Ненавижу докторишек. Повесть - Барт Малеев
Шрифт:
Интервал:
Закладка:
Забавно, но тогда я этому эпизоду не придал значения.
Сдав государственные выпускные экзамены, в отделе клинической ординатуры и аспирантуры попытался выяснить порядок зачисления. Но тамошняя мышка помотыляв по рабочему столу свои бумажки сказала мне, что: «Таких в списках, зачисленных в ординатуру не значиццо». В озадаченном состоянии я пошел на прием к декану, где он с неторопливостью распределителя стартовых жизненных позиций сжато изложил мне мнение деканата по поводу моего дальнейшего обучения на кафедре глазных болезней. Негражданин. Не возможно. Очень, очень жаль. Такой хороший студент. И учился почти отлично. И вот надо же… Ну, ничего не поделаешь… Хе-хе, всех благ, может свидимся еще…
Как-то так юность начинает расставаться с иллюзиями.
Пару дней с наслаждением упивался горем. Потом поехал на кафедру и попросил профессора написать рекомендательное письмо директору одесского НИИ глазных болезней им. В. П. Филатова. Профессор самолично напечатал на пишущей машинке такое письмецо, пожелал мне всех благ. Будучи человеком резким и довольно прямолинейным, он не стал вербально шарахаться по кустам преподавательских напутствий и рекомендаций.
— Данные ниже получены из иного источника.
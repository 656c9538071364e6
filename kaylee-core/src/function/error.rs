use std::fmt;

use thiserror::Error;

pub type BoxError = Box<dyn std::error::Error + Send + Sync + 'static>;

/// The stage a shipped function is registered for.
#[derive(Clone, Copy, PartialEq, Eq, Debug)]
pub enum Role {
    Map,
    Reduce,
}

impl fmt::Display for Role {
    fn fmt(&self, f: &mut fmt::Formatter<'_>) -> fmt::Result {
        match self {
            Role::Map => f.write_str("map"),
            Role::Reduce => f.write_str("reduce"),
        }
    }
}

#[derive(Error, Debug)]
pub enum FunctionError {
    /// A registry variant was invoked for a stage it does not implement.
    #[error("`{function}` is not registered as a {role} function")]
    WrongRole { function: &'static str, role: Role },

    /// A frame handed to a function could not be decoded into its input type.
    #[error("malformed {what}")]
    Malformed {
        what: &'static str,
        #[source]
        source: BoxError,
    },
}

impl FunctionError {
    pub(crate) fn malformed(what: &'static str, err: anyhow::Error) -> Self {
        Self::Malformed {
            what,
            source: err.into(),
        }
    }
}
Писать письма с рассказами о своей офтальмологической карьере, тоже не просил.
Несколько дней ушло на оформление документов. Подписав все необходимые обходные листы, получил в отделе кадров института диплом. И начал раздавать и продавать скудное студенческое барахлишко. Среди прочего продал свой любимый электрический органчик. И выполненные по индивидуальному заказу шикарные красные десятикилограммовые гантели. А вот здоровенную ручную мясорубку почему-то решил оставить и отправил ее почтой в Одессу. Когда папа открыл посылку и обнаружил там это металлическое изделие, с ним произошла легкая смехотравма. Ну как же… мясорубка – это ценно, символ студенческой жизни с которым трудно расстаться24.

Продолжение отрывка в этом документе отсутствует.